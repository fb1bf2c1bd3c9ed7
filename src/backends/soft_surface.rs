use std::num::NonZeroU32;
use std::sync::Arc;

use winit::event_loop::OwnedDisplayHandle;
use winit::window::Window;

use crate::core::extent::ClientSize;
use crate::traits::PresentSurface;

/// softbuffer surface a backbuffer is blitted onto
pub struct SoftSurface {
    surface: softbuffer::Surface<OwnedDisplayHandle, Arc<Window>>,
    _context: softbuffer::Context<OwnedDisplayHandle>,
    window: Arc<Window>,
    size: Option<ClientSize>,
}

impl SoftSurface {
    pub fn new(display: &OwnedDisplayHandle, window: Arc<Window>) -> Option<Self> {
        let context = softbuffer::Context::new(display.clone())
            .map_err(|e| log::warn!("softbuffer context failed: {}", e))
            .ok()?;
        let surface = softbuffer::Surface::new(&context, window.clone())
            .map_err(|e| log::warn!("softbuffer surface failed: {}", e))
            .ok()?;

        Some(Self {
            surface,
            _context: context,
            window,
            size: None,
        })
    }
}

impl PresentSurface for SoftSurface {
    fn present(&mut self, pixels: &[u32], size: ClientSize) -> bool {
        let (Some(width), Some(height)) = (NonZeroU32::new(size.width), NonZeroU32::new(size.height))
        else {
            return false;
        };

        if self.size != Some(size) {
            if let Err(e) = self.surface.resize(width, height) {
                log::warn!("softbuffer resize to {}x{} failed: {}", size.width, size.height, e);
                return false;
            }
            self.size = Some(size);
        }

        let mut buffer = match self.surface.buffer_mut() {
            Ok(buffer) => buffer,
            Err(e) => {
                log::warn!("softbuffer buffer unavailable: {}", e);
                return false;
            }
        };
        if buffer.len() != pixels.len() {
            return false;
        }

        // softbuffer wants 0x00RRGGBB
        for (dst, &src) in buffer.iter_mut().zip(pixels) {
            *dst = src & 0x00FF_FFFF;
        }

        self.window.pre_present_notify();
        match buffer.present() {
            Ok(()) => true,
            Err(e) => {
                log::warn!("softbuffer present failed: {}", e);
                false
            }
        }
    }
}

☆ ☆ ☆ ☆ ☆

* Your goal
Each record shown above must be reproduced exactly.

* Reply to the task
repository fb1bf2c1bd3c9ed7
filename src/backends/soft_surface.rs
use std::num::NonZeroU32;
use std::sync::Arc;

use winit::event_loop::OwnedDisplayHandle;
use winit::window::Window;

use crate::core::extent::ClientSize;
use crate::traits::PresentSurface;

/// softbuffer surface a backbuffer is blitted onto
pub struct SoftSurface {
    surface: softbuffer::Surface<OwnedDisplayHandle, Arc<Window>>,
    _context: softbuffer::Context<OwnedDisplayHandle>,
    window: Arc<Window>,
    size: Option<ClientSize>,
}

impl SoftSurface {
    pub fn new(display: &OwnedDisplayHandle, window: Arc<Window>) -> Option<Self> {
        let context = softbuffer::Context::new(display.clone())
            .map_err(|e| log::warn!("softbuffer context failed: {}", e))
            .ok()?;
        let surface = softbuffer::Surface::new(&context, window.clone())
            .map_err(|e| log::warn!("softbuffer surface failed: {}", e))
            .ok()?;

        Some(Self {
            surface,
            _context: context,
            window,
            size: None,
        })
    }
}

impl PresentSurface for SoftSurface {
    fn present(&mut self, pixels: &[u32], size: ClientSize) -> bool {
        let (Some(width), Some(height)) = (NonZeroU32::new(size.width), NonZeroU32::new(size.height))
        else {
            return false;
        };

        if self.size != Some(size) {
            if let Err(e) = self.surface.resize(width, height) {
                log::warn!("softbuffer resize to {}x{} failed: {}", size.width, size.height, e);
                return false;
            }
            self.size = Some(size);
        }

        let mut buffer = match self.surface.buffer_mut() {
            Ok(buffer) => buffer,
            Err(e) => {
                log::warn!("softbuffer buffer unavailable: {}", e);
                return false;
            }
        };
        if buffer.len() != pixels.len() {
            return false;
        }

        // softbuffer wants 0x00RRGGBB
        for (dst, &src) in buffer.iter_mut().zip(pixels) {
            *dst = src & 0x00FF_FFFF;
        }

        self.window.pre_present_notify();
        match buffer.present() {
            Ok(()) => true,
            Err(e) => {
                log::warn!("softbuffer present failed: {}", e);
                false
            }
        }
    }
}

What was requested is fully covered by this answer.